Vukovic has previously played for Bonnyrigg White Eagles and Parramatta Power.

Vukovic made his A-League debut for the Central Coast Mariners in September 2005 against Melbourne Victory after the team's first-choice keeper John Crawley suffered a season-ending hip injury. They lost the game 2–1, however Vukovic saved an Archie Thompson penalty and was widely praised for his debut effort. He went on to play 19 more games for the Mariners in the 2005–06 season, achieving five clean sheets, and also saved a penalty from Sydney FC's star player, Dwight Yorke.

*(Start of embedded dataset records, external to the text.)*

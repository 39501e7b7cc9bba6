use thiserror::Error;

use editstream_client::ClientError;

#[derive(Debug, Error)]
pub enum EditStreamError {
    #[error("invalid configuration: {0}")]
    InvalidConfig(String),
    #[error("event stream client failed: {0}")]
    Client(#[from] ClientError),
    #[error("runtime I/O error: {0}")]
    Io(#[from] std::io::Error),
    #[error("task join error: {0}")]
    Join(#[from] tokio::task::JoinError),
}
use crate::ClientError;

#[derive(Debug, Clone, Copy, PartialEq, Eq)]
pub enum EndpointScheme {
    Http,
    Https,
}

impl EndpointScheme {
    pub fn default_port(self) -> u16 {
        match self {
            Self::Http => 80,
            Self::Https => 443,
        }
    }
}

#[derive(Debug, Clone, PartialEq, Eq)]
pub struct StreamEndpoint {
    pub scheme: EndpointScheme,
    pub host: String,
    pub port: u16,
    pub path: String,
}

impl StreamEndpoint {
    pub fn parse(url: &str) -> Result<Self, ClientError> {
        let url = url.trim();
        let (scheme, remainder) = if let Some(remainder) = url.strip_prefix("https://") {
            (EndpointScheme::Https, remainder)
        } else if let Some(remainder) = url.strip_prefix("http://") {
            (EndpointScheme::Http, remainder)
        } else {
            return Err(ClientError::InvalidEndpoint(format!(
                "unsupported scheme in {url:?}, expected http:// or https://"
            )));
        };

        let (authority, path) = match remainder.find('/') {
            Some(slash_index) => (
                &remainder[..slash_index],
                remainder[slash_index..].to_string(),
            ),
            None => (remainder, "/".to_string()),
        };

        let (host, port) = match authority.rsplit_once(':') {
            Some((host, port_text)) => {
                let port = port_text.parse::<u16>().map_err(|_| {
                    ClientError::InvalidEndpoint(format!("invalid port {port_text:?} in {url:?}"))
                })?;
                (host, port)
            }
            None => (authority, scheme.default_port()),
        };

        if host.is_empty() {
            return Err(ClientError::InvalidEndpoint(format!(
                "missing host in {url:?}"
            )));
        }

        Ok(Self {
            scheme,
            host: host.to_string(),
            port,
            path,
        })
    }

    pub fn host_header(&self) -> String {
        if self.port == self.scheme.default_port() {
            self.host.clone()
        } else {
            format!("{}:{}", self.host, self.port)
        }
    }
}

#[cfg(test)]
mod tests {
    use super::{EndpointScheme, StreamEndpoint};

    #[test]
    fn parses_https_url_with_default_port_and_path() {
        let endpoint = StreamEndpoint::parse("https://stream.wikimedia.org/v2/stream/recentchange")
            .expect("endpoint must parse");
        assert_eq!(endpoint.scheme, EndpointScheme::Https);
        assert_eq!(endpoint.host, "stream.wikimedia.org");
        assert_eq!(endpoint.port, 443);
        assert_eq!(endpoint.path, "/v2/stream/recentchange");
        assert_eq!(endpoint.host_header(), "stream.wikimedia.org");
    }

    #[test]
    fn parses_http_url_with_explicit_port_and_bare_host() {
        let endpoint =
            StreamEndpoint::parse("http://127.0.0.1:8080").expect("endpoint must parse");
        assert_eq!(endpoint.scheme, EndpointScheme::Http);
        assert_eq!(endpoint.port, 8080);
        assert_eq!(endpoint.path, "/");
        assert_eq!(endpoint.host_header(), "127.0.0.1:8080");
    }

    #[test]
    fn keeps_query_string_in_path() {
        let endpoint = StreamEndpoint::parse("http://example.com/stream?since=now")
            .expect("endpoint must parse");
        assert_eq!(endpoint.path, "/stream?since=now");
    }

    #[test]
    fn rejects_unknown_scheme_missing_host_and_bad_port() {
        assert!(StreamEndpoint::parse("ws://example.com/stream").is_err());
        assert!(StreamEndpoint::parse("http:///stream").is_err());
        assert!(StreamEndpoint::parse("http://example.com:notaport/").is_err());
    }
}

Like many Mariners players, Vukovic spends time in schools and at local junior football games, encouraging football at a grassroots level. It was known that Vukovic had desires to play overseas, and it was revealed on 29 June he has signed with TFF First League club Konyaspor.

During the third A-League Grand Final on 24 February 2008, Vukovic received a red card for slapping referee Mark Shield's hand following an alleged handball by Newcastle Jets player James Holland. On the day after the Grand Final, Football Federation Australia (FFA) gave Vukovic a 15-month ban (with 6 months suspended), meaning he would not be able to play in the A-League until 24 November 2008.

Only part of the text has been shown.